Di4PR1&2

1. Pedigree is a chart in the form of a diagram that shows the inheritance of a trait or a health condition through family generations. Thus, it shows the family members' relationship and sometimes indicates the person with the characteristic of interest if the information is available.

2. Autosomal recessive is where the trait or condition gene is recessive and is on non-sex chromosomes. In contrast, autosomal dominant is where a trait or disease condition gene is on the X chromosome (Martin et al., 2019). Therefore, autosomal dominant traits are passed from one parent to the child, whereas autosomal recessive characteristics are passed from both parents to the child. Examples of X-lined diseases of autosomal dominants include Hemophilia, Color blindness, and Huntington's disease. Autosomal recessive conditions include sickle-cell anemia and cystic fibrosis (Martin et al., 2019).

3. Gene therapy is the genes' introduction into existing cells to prevent or cure various diseases. The Human Project gene, on the other hand, is a project that locates and sequences all the genes that exist in the human DNA. The project is often aimed at learning more about hereditary diseases and knowing which genes can help during gene therapy.

4. Genetic testing is vital since individual genes are one of the main factors that influence the effectiveness of the medication; hence genetic tests are aimed at helping psychiatrists identify and select the appropriate antipsychotic drugs aligned with their genetic makeup.

5. According to Suchan et al. (2022), clinical studies have revealed that neuropeptide Y regulates stress and coping. The neuropeptide counteracts the stress and anxiety behavioral consequences, which results in the maintenance of emotional homeostasis. Consequently, they are involved with psychological functions that comprise thermoregulation, social cognition, sex, and sleep (Suchan et al., 2022).

6. DNA duplication entails a mutation whereby one or more DNA copy segments are produced. This DNA copies segments can be small bases or significant, for instance, a central region. Thus, the amount of the DNA in the nucleus gets doubled during the duplication process.

7. Transcription is the process of copying of gene’s DNA sequence to produce an RNA molecule, and translation is the process in which there is a synthesis of proteins following the process of DNA and RNA transcription in the nucleus of the cells. Transcription happens in the nucleus, whereas translation occurs in the cytoplasm. Transcription produces functional DNA, while translation produces enzymes.

8. Mutation is any change that occur in the DNA nucleotide sequence and this results in production of something different. Hence, mutation in the DNA occurs due to any form of error in the genetic sequence, and this can either be due to deletion or insertion, and this leads to the creation of permanent change to the nucleotide of the gene sequence DNA. These changes can result in the production of faulty proteins and psychological functions, leading to cell death or illness. DNA mutations are permanent and thus can be passed from generation to generation.

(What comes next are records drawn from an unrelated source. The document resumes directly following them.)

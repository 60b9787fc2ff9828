use std::fs;
use std::path::{Path, PathBuf};

use anyhow::Context as _;
use directories::ProjectDirs;
use serde::{Deserialize, Serialize};
use wl_core::{MasteryConfig, SessionConfig};

#[derive(Debug, Clone, Default, Serialize, Deserialize, PartialEq, Eq)]
#[serde(default)]
pub struct ConfigFile {
    pub mastery: MasteryConfig,
    pub session: SessionConfig,
}

pub fn data_dir() -> PathBuf {
    ProjectDirs::from("com", "wordloop", "Wordloop")
        .map(|dirs| dirs.data_local_dir().to_path_buf())
        .unwrap_or_else(|| PathBuf::from("./data"))
}

/// Reads `config.toml`, writing the defaults there first if the file does
/// not exist yet.
pub fn load_config(path: &Path) -> anyhow::Result<ConfigFile> {
    let cfg = if path.exists() {
        let content = fs::read_to_string(path).with_context(|| format!("reading {}", path.display()))?;
        toml::from_str(&content).with_context(|| format!("parsing {}", path.display()))?
    } else {
        let cfg = ConfigFile::default();
        let content = toml::to_string_pretty(&cfg)?;
        fs::write(path, content).with_context(|| format!("writing {}", path.display()))?;
        cfg
    };
    cfg.mastery
        .validate()
        .with_context(|| format!("invalid [mastery] section in {}", path.display()))?;
    Ok(cfg)
}

#[cfg(test)]
mod tests {
    use super::*;

    #[test]
    fn missing_keys_fall_back_to_defaults() {
        let cfg: ConfigFile = toml::from_str("[session]\nsession_size = 6\n").unwrap();
        assert_eq!(cfg.session.session_size, 6);
        assert_eq!(cfg.session.choice_count, 4);
        assert_eq!(cfg.mastery, MasteryConfig::default());
    }

    #[test]
    fn defaults_are_written_and_reloaded() {
        let dir = std::env::temp_dir().join(format!("wordloop-config-{}", uuid::Uuid::new_v4()));
        fs::create_dir_all(&dir).unwrap();
        let path = dir.join("config.toml");

        let written = load_config(&path).unwrap();
        assert!(path.exists());
        assert_eq!(load_config(&path).unwrap(), written);
        fs::remove_dir_all(&dir).unwrap();
    }

    #[test]
    fn empty_ladder_is_rejected() {
        let dir = std::env::temp_dir().join(format!("wordloop-config-{}", uuid::Uuid::new_v4()));
        fs::create_dir_all(&dir).unwrap();
        let path = dir.join("config.toml");
        fs::write(&path, "[mastery]\ninterval_ladder_hours = []\n").unwrap();

        assert!(load_config(&path).is_err());
        fs::remove_dir_all(&dir).unwrap();
    }
}
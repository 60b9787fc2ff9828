use chrono::{DateTime, Utc};
use tracing::debug;

use crate::{ConfigError, LearningState, MasteryConfig};

/// Decides how a single answer moves a word's learning state.
#[derive(Debug, Clone, Default)]
pub struct MasteryEngine {
    config: MasteryConfig,
}

impl MasteryEngine {
    pub fn new(config: MasteryConfig) -> Result<Self, ConfigError> {
        config.validate()?;
        Ok(Self { config })
    }

    pub fn config(&self) -> &MasteryConfig {
        &self.config
    }

    pub fn mastery_threshold(&self) -> u32 {
        self.config.mastery_threshold
    }

    /// Applies one answer to `state` and returns the resulting state.
    ///
    /// Only learned words carry a due date; answers on a word that is still
    /// new move its counters but leave `next_due_at` unset.
    pub fn update(&self, state: &LearningState, correct: bool, now: DateTime<Utc>) -> LearningState {
        let mut next = state.clone();
        let max_index = self.config.max_interval_index();
        next.review_interval_index = next.review_interval_index.min(max_index);

        if correct {
            next.consecutive_correct = next.consecutive_correct.saturating_add(1);
            if !next.is_learned && next.consecutive_correct >= self.config.mastery_threshold {
                next.is_learned = true;
                next.review_interval_index = 0;
                debug!(streak = next.consecutive_correct, "word promoted to learned");
            } else if next.is_learned {
                next.review_interval_index = (next.review_interval_index + 1).min(max_index);
            }
            if next.is_difficult && next.consecutive_correct >= self.config.difficulty_clear_threshold {
                next.is_difficult = false;
                debug!(streak = next.consecutive_correct, "difficulty flag cleared");
            }
        } else {
            next.consecutive_correct = 0;
            next.error_count = next.error_count.saturating_add(1);
            next.review_interval_index = next.review_interval_index.saturating_sub(1);
            if !next.is_difficult && next.error_count >= self.config.auto_flag_threshold {
                next.is_difficult = true;
                debug!(errors = next.error_count, "word auto-flagged as difficult");
            }
        }

        if next.is_learned {
            next.next_due_at = Some(now + self.config.interval(next.review_interval_index));
        }
        next.last_reviewed = Some(now);
        next
    }

    /// Moves a word into the review rotation if it is not there yet. Words that
    /// are already learned are returned unchanged.
    pub fn confirm_learned(&self, state: &LearningState, now: DateTime<Utc>) -> LearningState {
        if state.is_learned {
            return state.clone();
        }
        LearningState {
            is_learned: true,
            review_interval_index: 0,
            next_due_at: Some(now + self.config.interval(0)),
            ..state.clone()
        }
    }
}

9. Since Single Nucleotide polymorphisms (SNPs) are found between DNA genes, they function as biological markers and help scientists select the genes that cause diseases. When the SNPs are located within the gene, they play a direct role in illnesses by affecting the functions of the gene.

10. According to Westrhenen et al. (2020), antidepressants work on the genes by increasing the monoaminergic neurotransmission and blocking monoamine reuptake, while antipsychotic reduces the neurotransmission of mesolimbic dopaminergic by receptors blockage. These effects are responsible for the favorable feeling of the treatment. Also, studies show that there is a relationship between the heritability of therapeutic outcomes of psychotropic drugs

11. A teratogen is anything an individual is exposed to or ingests while pregnant, which can cause a fetal abnormality (Sachdeva et al., 2022). Some of the teratogenic medications in psychiatry include lithium, valproic acid, and Tegretol (Carbamazepine. These medications are used in the treatment of the bipolar disorder. Category X is the Schedule of drugs contradicted during pregnancy, including lithium for bipolar disorders and Dilantin for seizures.

12. DNA segments that consist of specific protein codes that function in various types of cells of the body are called genes, whereas structures in cells that are made up of a person's genes are chromosomes. Genes are thus contained in the chromosomes.

DNA is a double-stranded molecule, while a single-stranded molecule is RNA. Consequently, RNA contains a ribose sugar, whereas DNA contains deoxyribose sugar, a type of sugar lacking one oxygen atom.

Genotype is a person's unique DNA sequence, while phenotype is the detectable expression of this genotype, often presented through clinical manifestation.

Messenger RNA molecules carry coding sequences for the protein synthesis, i.e., transcript, while ribosomal RNA molecules form the foundation of the cell's ribosomes. Transport RNA molecules transport amino acids to the ribosomes.

A single gene is responsible for determining a single trait in monogenic inheritance, whereas multifactorial involves environment and genetic interactions that produce a particular characteristic. Polygenic inheritance involves more than two genes that determine a specific character.